[Stored items]
'''

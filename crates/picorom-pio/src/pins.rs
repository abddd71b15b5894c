//! Electrical state of the emulated ROM bus.

use std::sync::atomic::{AtomicBool, AtomicU8, AtomicU32, Ordering};

/// Number of data lines.
pub const N_DATA_PINS: u32 = 8;
/// Largest address-line count across board variants.
pub const MAX_ADDR_PINS: u32 = 20;
/// Number of enable lines (/CE and /OE on the emulated part).
pub const N_OE_PINS: u32 = 2;

/// Shared pin-level state of the bus.
///
/// The target side sets address levels and asserts the enable lines; the
/// decode state machines sample addresses and drive or float the data
/// lines. All fields are plain levels, so the struct can be shared freely
/// between the bus-driving context and the control plane.
///
/// Enable lines are active low: the bus is enabled only while every
/// monitored line is low.
pub struct BusPins {
    /// Levels on the address lines.
    address: AtomicU32,
    /// Input-enable mask for the address lines. A line outside the
    /// configured address mask is disabled and samples as zero.
    addr_enable: AtomicU32,
    /// Enable-line levels, one bit per line, bit set = high (deasserted).
    oe: AtomicU8,
    /// Levels on the data lines. Meaningful only while driven.
    data: AtomicU8,
    /// Device side is driving the data lines (vs. high impedance).
    data_driven: AtomicBool,
    /// External tri-state buffer enable output, where the board has one.
    buf_oe: AtomicBool,
}

impl BusPins {
    #[must_use]
    pub fn new() -> Self {
        Self {
            address: AtomicU32::new(0),
            addr_enable: AtomicU32::new((1 << MAX_ADDR_PINS) - 1),
            oe: AtomicU8::new((1 << N_OE_PINS) - 1),
            data: AtomicU8::new(0xFF),
            data_driven: AtomicBool::new(false),
            buf_oe: AtomicBool::new(false),
        }
    }

    /// Present an address on the bus (target side).
    pub fn set_address(&self, addr: u32) {
        self.address.store(addr, Ordering::Release);
    }

    /// Sample the address lines (device side). Disabled lines read zero.
    #[must_use]
    pub fn sample_address(&self) -> u32 {
        self.address.load(Ordering::Acquire) & self.addr_enable.load(Ordering::Relaxed)
    }

    /// Set the input-enable mask for the address lines.
    pub fn set_address_enable(&self, mask: u32) {
        self.addr_enable
            .store(mask & ((1 << MAX_ADDR_PINS) - 1), Ordering::Relaxed);
    }

    /// Pull every enable line low (target side, begin access).
    pub fn assert_enable(&self) {
        self.oe.store(0, Ordering::Release);
    }

    /// Release every enable line high (target side, end access).
    pub fn release_enable(&self) {
        self.oe.store((1 << N_OE_PINS) - 1, Ordering::Release);
    }

    /// True while every enable line is asserted (low).
    #[must_use]
    pub fn enable_asserted(&self) -> bool {
        self.oe.load(Ordering::Acquire) == 0
    }

    /// Drive a byte onto the data lines (device side).
    pub fn drive_data(&self, value: u8) {
        self.data.store(value, Ordering::Release);
        self.data_driven.store(true, Ordering::Release);
    }

    /// Float the data lines (device side).
    pub fn float_data(&self) {
        self.data_driven.store(false, Ordering::Release);
    }

    /// Read the data lines (target side). `None` while floating.
    #[must_use]
    pub fn data(&self) -> Option<u8> {
        if self.data_driven.load(Ordering::Acquire) {
            Some(self.data.load(Ordering::Acquire))
        } else {
            None
        }
    }

    /// Set the external buffer enable output.
    pub fn set_buffer_enable(&self, enabled: bool) {
        self.buf_oe.store(enabled, Ordering::Release);
    }

    /// Level of the external buffer enable output.
    #[must_use]
    pub fn buffer_enabled(&self) -> bool {
        self.buf_oe.load(Ordering::Acquire)
    }
}

impl Default for BusPins {
    fn default() -> Self {
        Self::new()
    }
}
//! Interface to the host-facing packet transport.
//!
//! The USB transport and packet framing are external collaborators; the
//! core only needs somewhere to forward outbound mailbox bytes as they
//! accumulate during `update`.

/// Largest payload the packet layer carries in one packet. Outbound
/// mailbox bytes are forwarded in chunks of this size.
pub const MAX_PKT_PAYLOAD: usize = 30;

/// Consumer of drained outbound mailbox bytes.
///
/// `update` calls this with non-empty chunks of at most
/// [`MAX_PKT_PAYLOAD`] bytes, in arrival order.
pub trait PacketSink {
    fn comms_data(&mut self, bytes: &[u8]);
}

/// Sink that concatenates everything it receives. Handy for tests and for
/// callers that do their own framing.
#[derive(Debug, Default)]
pub struct VecSink {
    pub bytes: Vec<u8>,
    pub chunks: usize,
}

impl VecSink {
    #[must_use]
    pub fn new() -> Self {
        Self::default()
    }
}

impl PacketSink for VecSink {
    fn comms_data(&mut self, bytes: &[u8]) {
        self.bytes.extend_from_slice(bytes);
        self.chunks += 1;
    }
}
//! Mailbox session lifecycle.

use std::sync::atomic::{AtomicU8, Ordering};

/// Lifecycle of the mailbox channel.
///
/// Starting a session while one is active replaces it: the old window is
/// deactivated, its queues are discarded and the detectors are retargeted
/// before the new window goes live. Ending a session is idempotent.
#[derive(Debug, Clone, Copy, Default, PartialEq, Eq)]
pub enum SessionState {
    /// No mailbox window is mapped; every access is a plain ROM read.
    #[default]
    Idle,
    /// A mailbox window is mapped and the detectors are armed.
    Active,
}

pub(crate) struct SessionController {
    state: AtomicU8,
}

impl SessionController {
    pub fn new() -> Self {
        Self {
            state: AtomicU8::new(0),
        }
    }

    pub fn state(&self) -> SessionState {
        if self.state.load(Ordering::Acquire) == 0 {
            SessionState::Idle
        } else {
            SessionState::Active
        }
    }

    pub fn set_state(&self, state: SessionState) {
        let raw = match state {
            SessionState::Idle => 0,
            SessionState::Active => 1,
        };
        self.state.store(raw, Ordering::Release);
    }
}

#[cfg(test)]
mod tests {
    use super::*;

    #[test]
    fn starts_idle_and_tracks_transitions() {
        let ctl = SessionController::new();
        assert_eq!(ctl.state(), SessionState::Idle);
        ctl.set_state(SessionState::Active);
        assert_eq!(ctl.state(), SessionState::Active);
        ctl.set_state(SessionState::Idle);
        assert_eq!(ctl.state(), SessionState::Idle);
    }
}
//! Board capability and persisted configuration.

use std::fmt;
use std::str::FromStr;

use serde::{Deserialize, Serialize};

use crate::responder::SampleStrategy;
use crate::rom::ADDR_MASK;

/// Version stamp of the persisted configuration record. A record with any
/// other version is discarded and rebuilt from defaults at boot.
pub const CONFIG_VERSION: u32 = 0x0001_0009;

/// Level driven onto the target's reset line.
#[derive(Debug, Clone, Copy, Default, PartialEq, Eq, Serialize, Deserialize)]
pub enum ResetLevel {
    Low,
    High,
    /// High impedance (released).
    #[default]
    Z,
}

impl ResetLevel {
    #[must_use]
    pub fn as_str(self) -> &'static str {
        match self {
            Self::Low => "low",
            Self::High => "high",
            Self::Z => "z",
        }
    }
}

impl fmt::Display for ResetLevel {
    fn fmt(&self, f: &mut fmt::Formatter<'_>) -> fmt::Result {
        f.write_str(self.as_str())
    }
}

impl FromStr for ResetLevel {
    type Err = ();

    fn from_str(s: &str) -> Result<Self, Self::Err> {
        match s {
            "low" | "l" => Ok(Self::Low),
            "high" | "h" => Ok(Self::High),
            "z" => Ok(Self::Z),
            _ => Err(()),
        }
    }
}

/// Hardware capabilities of a board revision, resolved once at startup.
///
/// Capabilities are a plain value so nothing branches on build flags, and
/// the hot path never consults them (the decode plane is built from them
/// at boot).
#[derive(Debug, Clone, Copy, PartialEq, Eq)]
pub struct BoardConfig {
    /// Populated address lines (18-20 depending on revision).
    pub addr_pins: u32,
    /// External tri-state buffer between the part and the bus.
    pub has_output_buffer: bool,
    /// TCA5405 output expander for LEDs/reset on 32-pin boards.
    pub has_expander: bool,
    /// Dedicated activity LED (older boards without the expander).
    pub has_activity_led: bool,
    /// Clock-counting mailbox extension (1024-byte window).
    pub clock_counting: bool,
    /// Address-sampling strategy for the responder.
    pub sampling: SampleStrategy,
}

impl BoardConfig {
    /// 32-pin board with the TCA5405 expander.
    #[must_use]
    pub fn rom_32p_tca() -> Self {
        Self {
            addr_pins: 19,
            has_output_buffer: true,
            has_expander: true,
            has_activity_led: false,
            clock_counting: false,
            sampling: SampleStrategy::Single,
        }
    }

    /// 32-pin board without the expander, activity LED on a GPIO.
    #[must_use]
    pub fn rom_32p() -> Self {
        Self {
            addr_pins: 18,
            has_output_buffer: true,
            has_expander: false,
            has_activity_led: true,
            clock_counting: false,
            sampling: SampleStrategy::Single,
        }
    }

    /// Original 28-pin board: no buffer, full 20 address lines.
    #[must_use]
    pub fn rom_28p() -> Self {
        Self {
            addr_pins: 20,
            has_output_buffer: false,
            has_expander: false,
            has_activity_led: false,
            clock_counting: false,
            sampling: SampleStrategy::Single,
        }
    }

    #[must_use]
    pub fn with_clock_counting(mut self, enabled: bool) -> Self {
        self.clock_counting = enabled;
        self
    }

    #[must_use]
    pub fn with_sampling(mut self, sampling: SampleStrategy) -> Self {
        self.sampling = sampling;
        self
    }

    /// Widest address mask this board can decode.
    #[must_use]
    pub fn max_addr_mask(&self) -> u32 {
        ((1u32 << self.addr_pins) - 1).min(ADDR_MASK)
    }
}

/// The persisted configuration record (flash config region).
#[derive(Debug, Clone, PartialEq, Eq, Serialize, Deserialize)]
pub struct Config {
    pub version: u32,
    /// Device name reported to the host.
    pub name: String,
    /// Name of the committed ROM image.
    pub rom_name: String,
    /// Reset level driven while booting.
    pub initial_reset: ResetLevel,
    /// Reset level driven once the service is up.
    pub default_reset: ResetLevel,
    pub addr_mask: u32,
}

impl Config {
    /// Defaults for a board whose flash holds no valid record.
    #[must_use]
    pub fn default_for(board: &BoardConfig) -> Self {
        Self {
            version: CONFIG_VERSION,
            name: String::from("picorom"),
            rom_name: String::new(),
            initial_reset: ResetLevel::Z,
            default_reset: ResetLevel::Z,
            addr_mask: board.max_addr_mask(),
        }
    }
}

#[cfg(test)]
mod tests {
    use super::*;

    #[test]
    fn reset_level_round_trips_through_strings() {
        for level in [ResetLevel::Low, ResetLevel::High, ResetLevel::Z] {
            assert_eq!(level.as_str().parse::<ResetLevel>(), Ok(level));
        }
        assert_eq!("h".parse::<ResetLevel>(), Ok(ResetLevel::High));
        assert!("float".parse::<ResetLevel>().is_err());
    }

    #[test]
    fn board_mask_is_capped_by_buffer_capacity() {
        // 20 address pins could address 1 MiB; the buffer holds 256 KiB.
        assert_eq!(BoardConfig::rom_28p().max_addr_mask(), ADDR_MASK);
        assert_eq!(BoardConfig::rom_32p().max_addr_mask(), 0x3_FFFF);
        assert_eq!(BoardConfig::rom_32p_tca().max_addr_mask(), ADDR_MASK);
    }

    #[test]
    fn default_config_carries_the_version_stamp() {
        let cfg = Config::default_for(&BoardConfig::rom_28p());
        assert_eq!(cfg.version, CONFIG_VERSION);
        assert_eq!(cfg.addr_mask, ADDR_MASK);
    }
}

'''

How to complete this task — Say, as a bare number, how many lines of the data hold the string "chunks".

Output for this exercise — 4